I am Baptist by conviction. Yes, I was raised as a Baptist. As a small child, I was raised in an independent Baptist church, and then as a teenager in a Southern Baptist Church. I have degrees from three different Baptist institutions. However, I am not Baptist because my parents were, or because my grandparents were. I am Baptist because I am convicted that Baptist doctrine best aligns with Scripture.
So what does it mean to be Baptist? There are several distinctions Baptist hold to; distinctions such as our congregational polity, our local church autonomy, and our symbolic interpretation of the Lord’s Supper. I want go deeper on the distinction that we derive our name from though, baptism.

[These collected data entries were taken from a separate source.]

use crate::config::{RemoteConfig, RemoteConfigSource};
use crate::models::{ModelDescriptor, ProviderConfig, ProviderType};
use crate::registry::{InMemoryRegistry, ProviderRegistry};

const REMOTE_CONFIG_KEY: &str = "remote_config";
const TELEMETRY_KEY: &str = "telemetry_enabled";

/**
 * \brief 打开默认数据库文件（本地目录下的 modelrace.db）。
 */
pub fn open_default_db() -> Result<Connection> {
    open_db("modelrace.db")
}

pub fn open_db(path: impl AsRef<Path>) -> Result<Connection> {
    let path = path.as_ref();
    let conn = Connection::open(path).with_context(|| format!("open {}", path.display()))?;
    conn.busy_timeout(Duration::from_secs(5))?;
    Ok(conn)
}

/**
 * \brief 运行数据库迁移，创建必要表结构。
 */
pub fn migrate(conn: &Connection) -> Result<()> {
    retry_on_locked(|| {
        conn.execute_batch(
            r#"
        PRAGMA journal_mode=WAL;
        CREATE TABLE IF NOT EXISTS providers (
            provider_id TEXT PRIMARY KEY,
            name TEXT NOT NULL,
            provider_type TEXT NOT NULL DEFAULT 'openai-compatible',
            api_key  TEXT,
            base_url TEXT NOT NULL DEFAULT ''
        );

        CREATE TABLE IF NOT EXISTS models (
            provider_id TEXT NOT NULL REFERENCES providers(provider_id),
            model_id TEXT NOT NULL,
            display_name TEXT NOT NULL,
            position INTEGER NOT NULL DEFAULT 0,
            PRIMARY KEY (provider_id, model_id)
        );

        CREATE TABLE IF NOT EXISTS app_config (
            key TEXT PRIMARY KEY,
            value TEXT NOT NULL
        );
        "#,
        )
    })?;

    ensure_column(conn, "providers", "default_base_url", "TEXT NOT NULL DEFAULT ''")?;
    ensure_column(conn, "providers", "temperature", "REAL")?;
    ensure_column(conn, "providers", "max_tokens", "INTEGER")?;
    Ok(())
}

/** \brief 旧库缺列时补上。 */
fn ensure_column(conn: &Connection, table: &str, column: &str, ddl: &str) -> Result<()> {
    let mut stmt = conn.prepare(&format!("PRAGMA table_info({table})"))?;
    let mut rows = stmt.query([])?;
    let mut has = false;
    while let Some(row) = rows.next()? {
        let name: String = row.get(1)?;
        if name == column {
            has = true;
            break;
        }
    }
    if !has {
        retry_on_locked(|| {
            conn.execute(
                &format!("ALTER TABLE {table} ADD COLUMN {column} {ddl}"),
                [],
            )
        })?;
    }
    Ok(())
}

fn set_config(conn: &Connection, key: &str, value: &str) -> Result<()> {
    retry_on_locked(|| {
        conn.execute(
            "INSERT INTO app_config (key, value) VALUES (?1, ?2)
         ON CONFLICT(key) DO UPDATE SET value=excluded.value",
            params![key, value],
        )
    })?;
    Ok(())
}

fn get_config(conn: &Connection, key: &str) -> Result<Option<String>> {
    Ok(conn
        .query_row(
            "SELECT value FROM app_config WHERE key=?1",
            params![key],
            |row| row.get::<_, String>(0),
        )
        .optional()?)
}

fn set_bool_config(conn: &Connection, key: &str, value: bool) -> Result<()> {
    set_config(conn, key, if value { "1" } else { "0" })
}

fn get_bool_config(conn: &Connection, key: &str, default: bool) -> Result<bool> {
    Ok(get_config(conn, key)?.map(|s| s == "1").unwrap_or(default))
}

Baptism is a word in English that looks and sounds just like the Greek word. Every Christian denomination believes in some sort of baptism, but that is about as far as agreement goes. There is disagreement about the meaning of baptism: Is it symbolic or is regenerative (does it save)? There is disagreement about the subject of baptism: Who should be baptized? or Should we baptize infants? There is disagreement about the mode of baptism: Do we sprinkle, pour, or dunk? Even among those who argue for immersion, there are those who believe one immersion is sufficient, as we do, and there are those who believe three immersions are necessary; one in the name of the Father, one in the name of the Son, and one in the name of the Spirit. Questions arise about who should be the one to administer baptism: some argue that only the pastor, some argue that the person who led the new believer to Christ, and there are even those that argue for a self-baptism (exactly what it sounds like).